Figure 4. Depth profiles of R. palustris cells using NanoSIMS.

(A) Conceptual illustration of NanoSIMS analysis of a cell. As the beam is rastered over the surface of the sample in many cycles, more material is removed from the sample surface and thus time (i.e. cycle number) relates to depth. (B) A stack of ion images binned by cycle number shows how cells are degraded over time by the ion beam. Quantitative images of ¹²C⁻ (C), ²H⁻ frames 5 to 10 (D), and ²H⁻ frames 30–35 (E) are shown to illustrate changes that occur in the ²H⁻-labeling patterns as the primary beam burns through the cells. (F) A depth profile of the cell indicated by the white arrow in panel C provides a quantitative example of a cell initially appearing unlabeled but becoming positive for the label as the opposite side of the cell is sampled. All scale bars are 2 µm. Error bars reflect the standard error of the total number of ions. Images shown are representative of 5 fields of view and 3 independent biological experiments.

Figure 5. Analysis of BHT localization in N. punctiforme cells.
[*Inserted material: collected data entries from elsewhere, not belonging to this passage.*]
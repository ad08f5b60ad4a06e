//! Geofence event entity model
//!
//! Append-only entry/exit detections. Fence and unit names are denormalized
//! onto the row so events remain readable after either is retired.

use sea_orm::ActiveModelBehavior;
use sea_orm::entity::prelude::*;
use sea_orm::prelude::DateTimeWithTimeZone;
use uuid::Uuid;

#[derive(Clone, Debug, PartialEq, DeriveEntityModel)]
#[sea_orm(table_name = "geofence_events")]
pub struct Model {
    /// Unique identifier for the event (primary key)
    #[sea_orm(primary_key, auto_increment = false)]
    pub id: Uuid,

    /// Wire string of a `GeofenceEventType`
    pub event_type: String,

    pub geofence_id: Uuid,

    pub geofence_name: String,

    pub unit_id: Uuid,

    pub unit_name: String,

    /// Position that triggered the detection
    pub lat: f64,

    pub lon: f64,

    /// Timestamp of the triggering location update
    pub occurred_at: DateTimeWithTimeZone,

    pub created_at: DateTimeWithTimeZone,
}

#[derive(Copy, Clone, Debug, EnumIter, DeriveRelation)]
pub enum Relation {}

impl ActiveModelBehavior for ActiveModel {}
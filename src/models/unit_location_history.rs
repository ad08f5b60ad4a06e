//! Unit location history entity model
//!
//! Append-only breadcrumb samples. Doubles as the "previous position"
//! reference for geofence transition detection and is pruned past the
//! retention horizon by the sweep.

use sea_orm::ActiveModelBehavior;
use sea_orm::entity::prelude::*;
use sea_orm::prelude::DateTimeWithTimeZone;
use uuid::Uuid;

#[derive(Clone, Debug, PartialEq, DeriveEntityModel)]
#[sea_orm(table_name = "unit_location_history")]
pub struct Model {
    /// Unique identifier for the sample (primary key)
    #[sea_orm(primary_key, auto_increment = false)]
    pub id: Uuid,

    pub unit_id: Uuid,

    pub lat: f64,

    pub lon: f64,

    /// Reported ground speed, when the device provides one
    pub speed_mph: Option<f64>,

    pub recorded_at: DateTimeWithTimeZone,
}

#[derive(Copy, Clone, Debug, EnumIter, DeriveRelation)]
pub enum Relation {
    #[sea_orm(
        belongs_to = "super::unit::Entity",
        from = "Column::UnitId",
        to = "super::unit::Column::Id"
    )]
    Unit,
}

impl Related<super::unit::Entity> for Entity {
    fn to() -> RelationDef {
        Relation::Unit.def()
    }
}

impl ActiveModelBehavior for ActiveModel {}
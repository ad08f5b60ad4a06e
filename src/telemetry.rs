//! Request-scoped trace context and global subscriber setup.

use std::any::type_name_of_val;
use std::sync::atomic::{AtomicBool, Ordering};

use log::LevelFilter;
use thiserror::Error;
use tokio::task_local;
use tracing_log::LogTracer;
use tracing_subscriber::{
    EnvFilter, fmt,
    layer::Layer,
    layer::SubscriberExt,
    util::{SubscriberInitExt, TryInitError},
};

use crate::config::AppConfig;

/// Trace context containing the request correlation ID.
#[derive(Debug, Clone)]
pub struct TraceContext {
    pub trace_id: String,
}

task_local! {
    static ACTIVE_TRACE_CONTEXT: TraceContext;
}

/// Errors that can occur while initializing global telemetry.
#[derive(Debug, Error)]
pub enum TelemetryInitError {
    #[error("failed to install log tracer bridge: {0}")]
    LogTracer(#[from] log::SetLoggerError),
    #[error("failed to install tracing subscriber: {0}")]
    Subscriber(#[from] TryInitError),
}

static TELEMETRY_INITIALIZED: AtomicBool = AtomicBool::new(false);

/// Initialize global tracing/logging exactly once, wiring `log::` macros
/// into the tracing pipeline. Subsequent calls are no-ops.
pub fn init_tracing(config: &AppConfig) -> Result<(), TelemetryInitError> {
    if TELEMETRY_INITIALIZED
        .compare_exchange(false, true, Ordering::SeqCst, Ordering::SeqCst)
        .is_err()
    {
        return Ok(());
    }

    // Log bridge goes first so sqlx and other `log::` users emit structured
    // events.
    if let Err(err) = LogTracer::builder()
        .with_max_level(LevelFilter::Trace)
        .init()
    {
        // A LogTracer registered by tests counts as success.
        let logger_type = type_name_of_val(log::logger());
        if !logger_type.contains("LogTracer") {
            eprintln!(
                "Warning: failed to install log tracer bridge: {}. `log::` macros will not reach tracing.",
                err
            );
        }
    }

    let env_filter =
        EnvFilter::try_from_default_env().unwrap_or_else(|_| EnvFilter::new(&config.log_level));

    let fmt_layer = match config.log_format.as_str() {
        "pretty" => fmt::layer().pretty().boxed(),
        _ => fmt::layer().json().boxed(),
    };

    if let Err(err) = tracing_subscriber::registry()
        .with(env_filter)
        .with(fmt_layer)
        .try_init()
    {
        TELEMETRY_INITIALIZED.store(false, Ordering::SeqCst);
        eprintln!(
            "Warning: failed to set global tracing subscriber: {}. Default subscriber remains in effect.",
            err
        );
    }

    Ok(())
}

/// Execute `future` with the trace context available through task-local
/// storage for the duration of the request.
pub async fn with_trace_context<Fut, R>(context: TraceContext, future: Fut) -> R
where
    Fut: std::future::Future<Output = R>,
{
    ACTIVE_TRACE_CONTEXT.scope(context, future).await
}

/// The active trace ID, if one has been set for the running task.
pub fn current_trace_id() -> Option<String> {
    ACTIVE_TRACE_CONTEXT
        .try_with(|ctx| ctx.trace_id.clone())
        .ok()
}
NanoSIMS images of ¹H⁻ (A) and ²H⁻ (B) ion count rate and a non-quantitative overlay (C) of the raster images depicting their relative localizations with ¹H⁻ ions shown in green and ²H⁻ ions shown in red. The thin white circles in C denote the regions of interest (numbered 1–8) selected for the pooled analysis of data in panel D. The white arrow indicates that region of interest 4 is within region of interest 2. (D) Plot depicting the δ¹³C and δ²H values for the regions of interest (numbered blue circles) and all image pixels containing greater than 100 cts s^{−1 1}H⁻ ions, which encompasses all biomass in the image (blue square). Additional regions of interest points shown as are data taken from other ion images (unnumbered blue circles). The line is an ordinary least squares regression of interest shown in C. (E) A white dashed line indicates the region enlarged in panel F. (F) The white dashed line indicates a region of interest along a filament for the isotopic profile shown in G. (G) δ²H values along the filament highlight a periodicity with labeled BHT concentrated at the junctions between cells. All scale bars are 5 µm. Error bars in (G) reflect the standard error of the total number of ions. Images shown are representative of 5 fields of view and 3 independent biological experiments.
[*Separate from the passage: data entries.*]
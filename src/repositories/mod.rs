//! # Repository Layer
//!
//! Thin query layer over the SeaORM entities for the HTTP handlers. The
//! core engines (lifecycle, retention, geofence) work the entities directly;
//! these repositories only cover intake and roster reads.

pub mod dispatch_call;
pub mod unit;

pub use dispatch_call::{CreateCallRequest, DispatchCallRepository};
pub use unit::UnitRepository;
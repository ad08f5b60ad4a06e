//! Keyword-based incident severity classification.
//!
//! Case-insensitive substring matching against fixed keyword lists, checked
//! critical -> high -> medium; the first matching level wins and anything
//! unmatched (including empty text) is low. Pure and deterministic: the same
//! text always yields the same classification.

use crate::models::CallPriority;

const CRITICAL_KEYWORDS: &[&str] = &[
    "shooting",
    "shots fired",
    "officer down",
    "hostage",
    "armed",
    "explosion",
    "structure fire",
    "active threat",
];

const HIGH_KEYWORDS: &[&str] = &[
    "robbery",
    "assault",
    "weapon",
    "domestic",
    "overdose",
    "pursuit",
    "chase",
    "burglary in progress",
    "stabbing",
];

const MEDIUM_KEYWORDS: &[&str] = &[
    "burglary",
    "theft",
    "accident",
    "crash",
    "vandalism",
    "fraud",
    "missing",
    "suspicious",
];

/// Classify incident free text into a severity level.
pub fn classify(incident_text: &str) -> CallPriority {
    let text = incident_text.to_lowercase();

    if matches_any(&text, CRITICAL_KEYWORDS) {
        CallPriority::Critical
    } else if matches_any(&text, HIGH_KEYWORDS) {
        CallPriority::High
    } else if matches_any(&text, MEDIUM_KEYWORDS) {
        CallPriority::Medium
    } else {
        CallPriority::Low
    }
}

fn matches_any(text: &str, keywords: &[&str]) -> bool {
    keywords.iter().any(|keyword| text.contains(keyword))
}
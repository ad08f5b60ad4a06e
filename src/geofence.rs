//! Geofence transition monitor.
//!
//! Runs once per accepted location update, before the update is appended to
//! history. The previous containment state is derived from the newest prior
//! history sample inside a short trailing window rather than a stored flag,
//! so a unit that goes dark and reappears produces no spurious crossing.

use sea_orm::ActiveValue::Set;
use sea_orm::prelude::DateTimeWithTimeZone;
use sea_orm::{
    ActiveModelTrait, ColumnTrait, DatabaseConnection, DbErr, EntityTrait, QueryFilter, QueryOrder,
};
use tracing::{debug, info};
use uuid::Uuid;

use crate::config::GeofenceConfig;
use crate::geo::{self, METERS_PER_MILE};
use crate::models::{GeofenceEventType, geofence, geofence_event, unit, unit_location_history};

/// Detects fence crossings for accepted location updates.
#[derive(Clone)]
pub struct GeofenceMonitor {
    db: DatabaseConnection,
    config: GeofenceConfig,
}

impl GeofenceMonitor {
    pub fn new(db: DatabaseConnection, config: GeofenceConfig) -> Self {
        Self { db, config }
    }

    /// Evaluate a new position against every active fence, appending one
    /// `geofence_events` row per detected crossing. Must run before the new
    /// position is written to history.
    ///
    /// With no prior sample inside the trailing window the previous state is
    /// unknown and no event is produced for that fence.
    pub async fn check_position(
        &self,
        unit_row: &unit::Model,
        lat: f64,
        lon: f64,
        recorded_at: DateTimeWithTimeZone,
    ) -> Result<Vec<geofence_event::Model>, DbErr> {
        let fences = geofence::Entity::find()
            .filter(geofence::Column::Active.eq(true))
            .all(&self.db)
            .await?;
        if fences.is_empty() {
            return Ok(Vec::new());
        }

        let window_start =
            recorded_at - chrono::Duration::minutes(self.config.trailing_window_minutes as i64);
        let prior = unit_location_history::Entity::find()
            .filter(unit_location_history::Column::UnitId.eq(unit_row.id))
            .filter(unit_location_history::Column::RecordedAt.lt(recorded_at))
            .filter(unit_location_history::Column::RecordedAt.gte(window_start))
            .order_by_desc(unit_location_history::Column::RecordedAt)
            .one(&self.db)
            .await?;

        let mut events = Vec::new();
        for fence in fences {
            let Some(is_inside) = contains(&fence, lat, lon) else {
                continue;
            };
            let was_inside = match &prior {
                Some(sample) => match contains(&fence, sample.lat, sample.lon) {
                    Some(inside) => inside,
                    None => continue,
                },
                None => {
                    debug!(unit_id = %unit_row.id, fence = %fence.name, "no prior sample, state unknown");
                    continue;
                }
            };

            let event_type = match (was_inside, is_inside) {
                (false, true) if fence.alert_on_entry => GeofenceEventType::Entry,
                (true, false) if fence.alert_on_exit => GeofenceEventType::Exit,
                _ => continue,
            };

            let event = geofence_event::ActiveModel {
                id: Set(Uuid::new_v4()),
                event_type: Set(event_type.as_str().to_string()),
                geofence_id: Set(fence.id),
                geofence_name: Set(fence.name.clone()),
                unit_id: Set(unit_row.id),
                unit_name: Set(unit_row.name.clone()),
                lat: Set(lat),
                lon: Set(lon),
                occurred_at: Set(recorded_at),
                created_at: Set(recorded_at),
            }
            .insert(&self.db)
            .await?;

            info!(
                unit = %unit_row.name,
                fence = %fence.name,
                event = event_type.as_str(),
                "geofence crossing detected"
            );
            events.push(event);
        }
        Ok(events)
    }
}

/// Point-in-circle test; fences store radius in meters, distances are
/// computed in miles. `None` when the coordinates are invalid.
fn contains(fence: &geofence::Model, lat: f64, lon: f64) -> Option<bool> {
    let miles = geo::distance_miles(fence.lat, fence.lon, lat, lon).ok()?;
    Some(miles * METERS_PER_MILE <= fence.radius_meters)
}

#[cfg(test)]
mod tests {
    use chrono::Utc;
    use migration::Migrator;
    use sea_orm::{Database, DatabaseConnection};
    use sea_orm_migration::MigratorTrait;
    use serde_json::json;

    use super::*;

    const FENCE_LAT: f64 = 37.5407;
    const FENCE_LON: f64 = -77.4360;
    // ~33 meters from center
    const INSIDE: (f64, f64) = (37.5410, -77.4360);
    // ~1 km from center
    const OUTSIDE: (f64, f64) = (37.5500, -77.4360);

    async fn setup() -> (DatabaseConnection, GeofenceMonitor) {
        let db = Database::connect("sqlite::memory:").await.unwrap();
        Migrator::up(&db, None).await.unwrap();
        let monitor = GeofenceMonitor::new(db.clone(), GeofenceConfig::default());
        (db, monitor)
    }

    async fn seed_fence(db: &DatabaseConnection, alert_on_entry: bool, alert_on_exit: bool) -> Uuid {
        let id = Uuid::new_v4();
        geofence::ActiveModel {
            id: Set(id),
            name: Set("Courthouse".to_string()),
            lat: Set(FENCE_LAT),
            lon: Set(FENCE_LON),
            radius_meters: Set(500.0),
            alert_on_entry: Set(alert_on_entry),
            alert_on_exit: Set(alert_on_exit),
            priority: Set("high".to_string()),
            active: Set(true),
            created_at: Set(Utc::now().into()),
        }
        .insert(db)
        .await
        .unwrap();
        id
    }

    async fn seed_unit(db: &DatabaseConnection) -> unit::Model {
        let now: DateTimeWithTimeZone = Utc::now().into();
        unit::ActiveModel {
            id: Set(Uuid::new_v4()),
            name: Set("Unit 7".to_string()),
            status: Set("On Patrol".to_string()),
            lat: Set(Some(OUTSIDE.0)),
            lon: Set(Some(OUTSIDE.1)),
            skills: Set(json!([])),
            is_supervisor: Set(false),
            current_call_id: Set(None),
            created_at: Set(now),
            updated_at: Set(now),
        }
        .insert(db)
        .await
        .unwrap()
    }

    async fn seed_sample(
        db: &DatabaseConnection,
        unit_id: Uuid,
        (lat, lon): (f64, f64),
        minutes_ago: i64,
    ) {
        let now: DateTimeWithTimeZone = Utc::now().into();
        unit_location_history::ActiveModel {
            id: Set(Uuid::new_v4()),
            unit_id: Set(unit_id),
            lat: Set(lat),
            lon: Set(lon),
            speed_mph: Set(None),
            recorded_at: Set(now - chrono::Duration::minutes(minutes_ago)),
        }
        .insert(db)
        .await
        .unwrap();
    }

    #[tokio::test]
    async fn entry_detected_when_prior_sample_was_outside() {
        let (db, monitor) = setup().await;
        seed_fence(&db, true, true).await;
        let unit_row = seed_unit(&db).await;
        seed_sample(&db, unit_row.id, OUTSIDE, 2).await;

        let events = monitor
            .check_position(&unit_row, INSIDE.0, INSIDE.1, Utc::now().into())
            .await
            .unwrap();

        assert_eq!(events.len(), 1);
        assert_eq!(events[0].event_type, "entry");
        assert_eq!(events[0].unit_name, "Unit 7");
        assert_eq!(events[0].geofence_name, "Courthouse");
    }

    #[tokio::test]
    async fn exit_detected_when_prior_sample_was_inside() {
        let (db, monitor) = setup().await;
        seed_fence(&db, true, true).await;
        let unit_row = seed_unit(&db).await;
        seed_sample(&db, unit_row.id, INSIDE, 2).await;

        let events = monitor
            .check_position(&unit_row, OUTSIDE.0, OUTSIDE.1, Utc::now().into())
            .await
            .unwrap();

        assert_eq!(events.len(), 1);
        assert_eq!(events[0].event_type, "exit");
    }

    #[tokio::test]
    async fn no_prior_sample_means_no_event() {
        let (db, monitor) = setup().await;
        seed_fence(&db, true, true).await;
        let unit_row = seed_unit(&db).await;

        let events = monitor
            .check_position(&unit_row, INSIDE.0, INSIDE.1, Utc::now().into())
            .await
            .unwrap();
        assert!(events.is_empty());
    }

    #[tokio::test]
    async fn stale_prior_sample_outside_window_is_ignored() {
        let (db, monitor) = setup().await;
        seed_fence(&db, true, true).await;
        let unit_row = seed_unit(&db).await;
        // Older than the 5-minute trailing window.
        seed_sample(&db, unit_row.id, OUTSIDE, 30).await;

        let events = monitor
            .check_position(&unit_row, INSIDE.0, INSIDE.1, Utc::now().into())
            .await
            .unwrap();
        assert!(events.is_empty());
    }

    #[tokio::test]
    async fn staying_inside_produces_no_event() {
        let (db, monitor) = setup().await;
        seed_fence(&db, true, true).await;
        let unit_row = seed_unit(&db).await;
        seed_sample(&db, unit_row.id, INSIDE, 2).await;

        let events = monitor
            .check_position(&unit_row, INSIDE.0, INSIDE.1, Utc::now().into())
            .await
            .unwrap();
        assert!(events.is_empty());
    }

    #[tokio::test]
    async fn entry_suppressed_when_fence_does_not_alert_on_entry() {
        let (db, monitor) = setup().await;
        seed_fence(&db, false, true).await;
        let unit_row = seed_unit(&db).await;
        seed_sample(&db, unit_row.id, OUTSIDE, 2).await;

        let events = monitor
            .check_position(&unit_row, INSIDE.0, INSIDE.1, Utc::now().into())
            .await
            .unwrap();
        assert!(events.is_empty());
    }

    #[tokio::test]
    async fn inactive_fences_are_skipped() {
        let (db, monitor) = setup().await;
        let fence_id = seed_fence(&db, true, true).await;
        let fence = geofence::Entity::find_by_id(fence_id)
            .one(&db)
            .await
            .unwrap()
            .unwrap();
        let mut active_model: geofence::ActiveModel = fence.into();
        active_model.active = Set(false);
        active_model.update(&db).await.unwrap();

        let unit_row = seed_unit(&db).await;
        seed_sample(&db, unit_row.id, OUTSIDE, 2).await;

        let events = monitor
            .check_position(&unit_row, INSIDE.0, INSIDE.1, Utc::now().into())
            .await
            .unwrap();
        assert!(events.is_empty());
    }

    #[test]
    fn containment_uses_meter_radius() {
        let fence = geofence::Model {
            id: Uuid::new_v4(),
            name: "Test".to_string(),
            lat: FENCE_LAT,
            lon: FENCE_LON,
            radius_meters: 500.0,
            alert_on_entry: true,
            alert_on_exit: true,
            priority: "low".to_string(),
            active: true,
            created_at: Utc::now().into(),
        };
        assert_eq!(contains(&fence, INSIDE.0, INSIDE.1), Some(true));
        assert_eq!(contains(&fence, OUTSIDE.0, OUTSIDE.1), Some(false));
        assert_eq!(contains(&fence, f64::NAN, 0.0), None);
    }
}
Figure 6. Analysis of hopene localization in N. punctiforme cells.

(A) Phase contrast and (B) fluorescence images indicating the presence of a jettisoned akinete envelope (i), a heterocyst (ii), and vegetative cells (iii). NanoSIMS images of ¹H⁻ (C) and ²H⁻ (D) ion count rates and a non-quantitative overlay of the two ions depicting their relative localizations (E) with ¹H⁻ ions shown in green and ²H⁻ ions shown in red. Note the substantial concentrations of labeled BHT within the akinete envelope. (F) δ¹³C and δ²H values for the regions of interest denoted by solid white lines in E (numbered blue circles) and all image pixels containing greater than 100 ¹H⁻ ions (blue square). The dashed white lines in E depict the region selected for the isotopic profile shown in (G). A plot of δ²H values along the filament indicates the BHT label is localized near cell junctions. All scale bars are 5 µm. Error bars reflect the standard error of the total number of ions in the selected region. Images are representative of 5 fields of view and 3 independent biological experiments.